> **Aim of the task**
From the records below, transcribe exactly the lines that begin at the line with "self.focus_radius = radius;" and end at the line with "for an object", both included.

> **Recorded data**
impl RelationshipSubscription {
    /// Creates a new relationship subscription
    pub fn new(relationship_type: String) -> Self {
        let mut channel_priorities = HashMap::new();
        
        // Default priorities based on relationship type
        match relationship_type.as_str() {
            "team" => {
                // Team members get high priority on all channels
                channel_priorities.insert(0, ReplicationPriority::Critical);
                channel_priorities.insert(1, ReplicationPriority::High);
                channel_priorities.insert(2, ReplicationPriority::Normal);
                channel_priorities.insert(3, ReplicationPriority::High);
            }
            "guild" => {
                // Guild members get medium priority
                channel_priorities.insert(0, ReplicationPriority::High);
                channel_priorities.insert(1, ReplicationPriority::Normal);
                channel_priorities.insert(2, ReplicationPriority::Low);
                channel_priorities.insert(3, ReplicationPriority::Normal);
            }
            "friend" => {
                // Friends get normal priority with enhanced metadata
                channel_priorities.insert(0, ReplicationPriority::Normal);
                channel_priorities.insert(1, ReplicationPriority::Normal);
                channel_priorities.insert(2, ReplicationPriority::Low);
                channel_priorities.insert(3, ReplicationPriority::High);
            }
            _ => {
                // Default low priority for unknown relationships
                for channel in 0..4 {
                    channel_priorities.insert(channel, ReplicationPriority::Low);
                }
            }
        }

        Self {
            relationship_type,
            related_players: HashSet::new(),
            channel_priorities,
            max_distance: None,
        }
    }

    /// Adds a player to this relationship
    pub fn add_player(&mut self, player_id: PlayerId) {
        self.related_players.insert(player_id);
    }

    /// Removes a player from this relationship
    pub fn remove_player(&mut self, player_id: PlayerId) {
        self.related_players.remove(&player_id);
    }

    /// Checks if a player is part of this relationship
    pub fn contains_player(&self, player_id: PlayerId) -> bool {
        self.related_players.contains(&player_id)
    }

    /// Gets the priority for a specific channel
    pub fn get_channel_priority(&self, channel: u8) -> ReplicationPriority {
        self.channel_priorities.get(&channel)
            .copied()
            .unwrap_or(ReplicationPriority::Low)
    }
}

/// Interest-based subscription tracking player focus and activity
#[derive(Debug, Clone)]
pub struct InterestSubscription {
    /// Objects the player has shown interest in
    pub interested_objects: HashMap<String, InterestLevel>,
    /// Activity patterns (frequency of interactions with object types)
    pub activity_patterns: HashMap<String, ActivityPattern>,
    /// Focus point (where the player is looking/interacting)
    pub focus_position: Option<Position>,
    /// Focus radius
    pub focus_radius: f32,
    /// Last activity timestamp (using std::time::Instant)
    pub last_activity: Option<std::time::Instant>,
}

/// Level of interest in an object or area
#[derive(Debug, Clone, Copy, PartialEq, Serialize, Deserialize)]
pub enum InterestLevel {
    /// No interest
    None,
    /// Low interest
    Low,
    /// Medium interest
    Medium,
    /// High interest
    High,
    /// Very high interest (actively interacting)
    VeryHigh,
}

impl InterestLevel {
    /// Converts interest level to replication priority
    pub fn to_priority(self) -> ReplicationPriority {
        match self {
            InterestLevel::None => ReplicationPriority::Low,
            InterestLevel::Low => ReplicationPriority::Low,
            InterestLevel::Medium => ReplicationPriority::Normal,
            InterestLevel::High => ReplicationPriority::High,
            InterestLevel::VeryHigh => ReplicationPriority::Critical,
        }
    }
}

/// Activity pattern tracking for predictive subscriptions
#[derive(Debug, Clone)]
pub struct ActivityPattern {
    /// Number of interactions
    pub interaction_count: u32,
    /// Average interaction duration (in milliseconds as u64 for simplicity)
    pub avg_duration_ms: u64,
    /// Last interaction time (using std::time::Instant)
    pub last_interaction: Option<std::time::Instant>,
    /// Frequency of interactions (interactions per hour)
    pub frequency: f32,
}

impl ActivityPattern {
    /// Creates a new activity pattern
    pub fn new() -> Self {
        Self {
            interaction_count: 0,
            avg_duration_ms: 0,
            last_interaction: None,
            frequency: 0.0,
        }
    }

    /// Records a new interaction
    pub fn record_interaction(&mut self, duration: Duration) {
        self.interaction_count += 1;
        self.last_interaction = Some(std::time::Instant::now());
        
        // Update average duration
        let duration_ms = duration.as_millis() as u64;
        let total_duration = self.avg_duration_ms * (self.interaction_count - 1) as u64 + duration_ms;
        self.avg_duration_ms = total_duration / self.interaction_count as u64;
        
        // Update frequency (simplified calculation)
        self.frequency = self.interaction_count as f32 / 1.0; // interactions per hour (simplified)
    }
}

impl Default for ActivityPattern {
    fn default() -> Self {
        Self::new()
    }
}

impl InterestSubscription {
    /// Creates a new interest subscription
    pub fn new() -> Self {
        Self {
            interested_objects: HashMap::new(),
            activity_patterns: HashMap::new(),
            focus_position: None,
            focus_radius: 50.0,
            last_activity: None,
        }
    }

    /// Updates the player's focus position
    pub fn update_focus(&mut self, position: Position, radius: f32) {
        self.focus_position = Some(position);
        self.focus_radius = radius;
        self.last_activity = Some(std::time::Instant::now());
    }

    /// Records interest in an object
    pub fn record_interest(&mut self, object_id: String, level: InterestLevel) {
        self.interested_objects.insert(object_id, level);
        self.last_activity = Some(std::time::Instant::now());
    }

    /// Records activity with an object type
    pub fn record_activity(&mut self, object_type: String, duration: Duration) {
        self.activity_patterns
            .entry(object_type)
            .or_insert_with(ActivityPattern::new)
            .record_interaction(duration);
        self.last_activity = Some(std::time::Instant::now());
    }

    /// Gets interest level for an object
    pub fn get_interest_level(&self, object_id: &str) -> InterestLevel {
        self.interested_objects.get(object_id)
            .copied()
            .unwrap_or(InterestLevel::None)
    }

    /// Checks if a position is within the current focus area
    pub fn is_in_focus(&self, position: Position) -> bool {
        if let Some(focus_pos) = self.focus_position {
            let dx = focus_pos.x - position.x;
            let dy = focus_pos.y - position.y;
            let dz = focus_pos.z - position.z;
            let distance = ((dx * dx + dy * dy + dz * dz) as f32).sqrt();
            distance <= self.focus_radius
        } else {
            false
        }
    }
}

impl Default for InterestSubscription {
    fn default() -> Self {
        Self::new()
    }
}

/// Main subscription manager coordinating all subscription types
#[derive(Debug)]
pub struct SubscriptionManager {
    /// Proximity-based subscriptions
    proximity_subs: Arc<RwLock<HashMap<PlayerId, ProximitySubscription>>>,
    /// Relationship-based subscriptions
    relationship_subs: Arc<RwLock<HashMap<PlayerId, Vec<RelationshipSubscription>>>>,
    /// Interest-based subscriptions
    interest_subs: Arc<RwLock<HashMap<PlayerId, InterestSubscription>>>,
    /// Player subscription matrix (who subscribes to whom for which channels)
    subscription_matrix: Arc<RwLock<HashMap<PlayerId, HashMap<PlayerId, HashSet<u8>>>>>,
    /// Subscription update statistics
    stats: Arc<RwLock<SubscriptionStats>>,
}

> **Result of the exercise**
        self.focus_radius = radius;
        self.last_activity = Some(std::time::Instant::now());
    }

    /// Records interest in an object
    pub fn record_interest(&mut self, object_id: String, level: InterestLevel) {
        self.interested_objects.insert(object_id, level);
        self.last_activity = Some(std::time::Instant::now());
    }

    /// Records activity with an object type
    pub fn record_activity(&mut self, object_type: String, duration: Duration) {
        self.activity_patterns
            .entry(object_type)
            .or_insert_with(ActivityPattern::new)
            .record_interaction(duration);
        self.last_activity = Some(std::time::Instant::now());
    }

    /// Gets interest level for an object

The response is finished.